Входите же и будьте как дома.
Том поблагодарил их в самых изящных выражениях, наконец дал
себя уговорить и вошел; уже войдя в дом, он сказал, что он приезжий из
Хиксвилла, штат Огайо, а зовут его Уильям Томсон, – и он еще раз поклонился.
Он все болтал да болтал, что только в голову взбредет: и про
Хиксвилл, и про всех его жителей; а я уже начинал немного беспокоиться; думаю:
каким же образом все это поможет мне выйти из положения? И вдруг, не переставая
разговаривать, он привстал да как поцелует тетю Салли прямо в губы! А потом
опять уселся на свое место и разговаривает по-прежнему; она вскочила с кресла,
вытерла губы рукой и говорит:
– Ах ты дерзкий щенок!
Он как будто обиделся и говорит:
– Вы меня удивляете, сударыня!
– Я его удивляю, скажите пожалуйста! Да за кого вы меня
принимаете? Вот возьму сейчас да и… Нет, с чего это вам вздумалось меня
целовать?
Он будто бы оробел и говорит:
– Ни с чего, так просто. Я не хотел вас обидеть. Я… я думал
– может, вам это понравится.
– Нет, это прямо идиот какой-то! – Она схватила веретено, и
похоже было, что не удержится и вот-вот стукнет Тома по голове. – С чего же вы
вообразили, что мне это понравится?
– И сам не знаю. Мне… мне говорили, что вам понравится.
– Ах, вам говорили! А если кто и говорил, так, значит, такой
же полоумный. Я ничего подобного в жизни не слыхивала! Кто же это сказал?
– Да все. Все они так и говорили.
Тетя Салли едва-едва сдерживалась: глаза у нее так и
сверкали, и пальцы шевелились: того и гляди, вцепится в Тома.
– Кто это «все»? Живей говори, как их зовут, а не то одним
идиотом меньше будет!
Он вскочил, такой с виду расстроенный, мнет в руках шляпу и
говорит:
– Простите, я этого не ожидал… Мне так и говорили… Все
говорили… сказали: поцелуй ее, она будет очень рада. Все так и говорили, ну все
решительно! Простите, я больше не буду… честное слово, не буду!
– Ах, вы больше не будете, вот как? А то, может, попробуете?
– Сударыня, даю вам честное слово: никогда больше вас
целовать не буду, пока сами не попросите.

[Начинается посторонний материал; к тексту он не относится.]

pub mod config;
pub mod engine;
pub mod error;
pub mod ignore;
pub mod paths;
pub mod progress;
pub mod report;
pub mod scanner;

pub use config::{GitignoreAnchor, ScanConfiguration};
pub use engine::{ScanEngine, ScanResult};
pub use error::Error;
pub use progress::{ProgressReporter, SilentReporter};
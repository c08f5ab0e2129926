mod cli;
mod logging;
mod spinner;

use std::env;
use std::io;
use std::process;

use anyhow::Context;
use clap::Parser;
use cli::Cli;
use colored::*;
use dotenv::dotenv;
use spinner::CliReporter;
use terminator::report::{self, EXIT_CONFIG_ERROR};
use terminator::{ProgressReporter, ScanEngine, SilentReporter};
use tracing::info;

fn main() {
    dotenv().ok();

    let guard = logging::init_logger();

    let args = Cli::parse_from(cli::normalize_args(env::args_os()));

    let code = match run(args) {
        Ok(code) => code,
        Err(err) => {
            eprintln!("error: {:#}", err);
            EXIT_CONFIG_ERROR
        }
    };

    // process::exit skips destructors; flush the log file first.
    drop(guard);
    process::exit(code);
}

fn run(args: Cli) -> anyhow::Result<i32> {
    let config = terminator::config::load_configuration(args.config.as_deref())
        .context("Error loading configuration")?
        .with_overrides(args.overrides());

    if args.print_config {
        print!(
            "{}",
            toml::to_string(&config).context("Error serializing configuration")?
        );
        return Ok(report::EXIT_CLEAN);
    }

    config.validate().context("Invalid scan directory")?;

    let quiet = config.quiet;
    let reporter: Box<dyn ProgressReporter> = if config.progress && !quiet {
        Box::new(CliReporter::new())
    } else {
        Box::new(SilentReporter)
    };

    let engine = ScanEngine::new(config);
    let result = engine
        .scan(reporter.as_ref())
        .context("Error resolving ignore patterns")?;

    info!(
        "{} files checked in {} ({} paths ignored), {} unterminated, {} check errors",
        format!("{}", result.stats.files_checked).green(),
        format!("{:.2}s", result.scan_duration.as_secs_f64()).green(),
        result.ignored_paths,
        format!("{}", result.unterminated.len()).red(),
        format!("{}", result.failures.len()).red(),
    );

    let code = report::report(&result, quiet, &mut io::stdout().lock(), &mut io::stderr().lock())
        .context("Error writing report")?;
    Ok(code)
}
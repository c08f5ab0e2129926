use std::cmp::Ordering;
use std::path::{Component, Path, PathBuf};

/// Lexically normalize a path: drop `.` components and fold `..` into a
/// preceding normal component. Never touches the filesystem.
///
/// An empty result becomes `.`, so `clean("./a/..")` is `.` and
/// `clean("./testdata/x/")` is `testdata/x`.
pub fn clean(path: &Path) -> PathBuf {
    let mut parts: Vec<Component> = Vec::new();

    for component in path.components() {
        match component {
            Component::CurDir => {}
            Component::ParentDir => match parts.last() {
                Some(Component::Normal(_)) => {
                    parts.pop();
                }
                // `/..` is `/`
                Some(Component::RootDir) | Some(Component::Prefix(_)) => {}
                _ => parts.push(component),
            },
            _ => parts.push(component),
        }
    }

    if parts.is_empty() {
        return PathBuf::from(".");
    }
    parts.iter().collect()
}

/// Order paths by their string form rather than component-wise, so that
/// `a.txt` sorts before `a/b.txt` the way a plain `sort` would list them.
pub fn cmp_path_strings(a: &Path, b: &Path) -> Ordering {
    a.as_os_str().cmp(b.as_os_str())
}

pub fn sort_by_path_string(paths: &mut [PathBuf]) {
    paths.sort_by(|a, b| cmp_path_strings(a, b));
}
use std::path::PathBuf;
use std::time::{Duration, Instant};
use tracing::{debug, info};

use crate::config::ScanConfiguration;
use crate::error::Error;
use crate::ignore::IgnoreSet;
use crate::paths;
use crate::progress::ProgressReporter;
use crate::scanner::{CheckFailure, TreeWalker, WalkStats};

pub struct ScanEngine {
    config: ScanConfiguration,
}

#[derive(Debug)]
pub struct ScanResult {
    /// Unterminated files, sorted by path string.
    pub unterminated: Vec<PathBuf>,
    /// Files that could not be checked. Each is also in `unterminated`.
    pub failures: Vec<CheckFailure>,
    pub stats: WalkStats,
    pub ignored_paths: usize,
    pub scan_duration: Duration,
}

impl ScanResult {
    pub fn is_clean(&self) -> bool {
        self.unterminated.is_empty()
    }
}

impl ScanEngine {
    pub fn new(config: ScanConfiguration) -> Self {
        Self { config }
    }

    /// Expand the configured patterns against the scan root. An invalid
    /// pattern is an error rather than being skipped.
    pub fn resolve_ignored(&self) -> Result<IgnoreSet, Error> {
        let mut ignored = IgnoreSet::new();
        for pattern in &self.config.ignore {
            let added = ignored.extend_with_glob(&self.config.dir, pattern)?;
            debug!("Ignore pattern '{}' matched {} paths", pattern, added);
        }
        Ok(ignored)
    }

    /// Walk the tree from the configured root:
    /// 1. Expand the configured ignore patterns
    /// 2. Depth-first walk, merging each directory's `.gitignore`
    /// 3. Sort the unterminated paths once
    pub fn scan(&self, reporter: &dyn ProgressReporter) -> Result<ScanResult, Error> {
        let ignored = self.resolve_ignored()?;
        debug!("{} paths ignored before walking", ignored.len());

        info!("Scanning {}", self.config.dir.display());
        reporter.on_scan_start();
        let scan_start = Instant::now();

        let mut walker = TreeWalker::new(&self.config, ignored, reporter);
        let mut unterminated = walker.scan_dir(&self.config.dir);
        paths::sort_by_path_string(&mut unterminated);

        let scan_duration = scan_start.elapsed();
        let stats = walker.stats();
        let ignored_paths = walker.ignored().len();
        let failures = walker.into_failures();

        reporter.on_scan_complete(
            stats.files_checked,
            unterminated.len(),
            scan_duration.as_secs_f64(),
        );
        debug!(
            "Scan completed in {:.2}s: {} dirs, {} files, {} ignored entries, {} unreadable dirs",
            scan_duration.as_secs_f64(),
            stats.dirs_visited,
            stats.files_checked,
            stats.ignored_entries,
            stats.unreadable_dirs,
        );

        Ok(ScanResult {
            unterminated,
            failures,
            stats,
            ignored_paths,
            scan_duration,
        })
    }
}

– Пока сама не попрошу! Нет, я никогда ничего подобного не
слыхала! Да хоть бы вы до мафусаиловых лет дожили
[13], не бывать этому никогда,
очень нужны мне такие олухи!
– Знаете, – говорит Том, – это меня очень удивляет. Ничего
не понимаю. Мне говорили, что вам это понравится, да я и сам так думал. Но… –
Тут он замолчал и обвел всех взглядом, словно надеясь встретить в ком-нибудь
дружеское сочувствие, остановился на старике и спрашивает: – Ведь вы, сэр, тоже
думали, что она меня с радостью поцелует?
– Да нет, почему же… нет, я этого не думал.
Том опять так же поискал глазами, нашел меня и говорит:
– Том, а ты разве не думал, что тетя Салли обнимет меня и скажет:
«Сид Сойер… «
– Боже мой! – Она не дала Тому договорить и бросилась к
нему: – Бессовестный ты щенок, ну можно ли так морочить голову!.. – И хотела
уже обнять его, но он отстранил ее и говорит:
– Нет, нет, сначала попросите меня.
Она не стала терять времени и тут же попросила; обняла его и
целовала, целовала без конца, а потом подтолкнула к дяде, и он принял в свои
объятия то, что осталось. А после того как они сделали маленькую передышку,
тетя Салли сказала:
– Ах ты господи, вот уж действительно сюрприз! Мы тебя
совсем не ждали. Ждали одного Тома. Сестра даже и не писала мне, что кто-нибудь
еще приедет.
– Это потому, что никто из нас и не собирался ехать, кроме
Тома, – сказал он, – только я попросил хорошенько, и в самую последнюю минуту
она и меня тоже пустила; а мы с Томом, когда ехали на пароходе, подумали, что
вот будет сюрприз, если он приедет сюда первый, а я отстану немножко и приеду
немного погодя – прикинусь, будто я чужой. Но это мы зря затеяли, тетя Салли!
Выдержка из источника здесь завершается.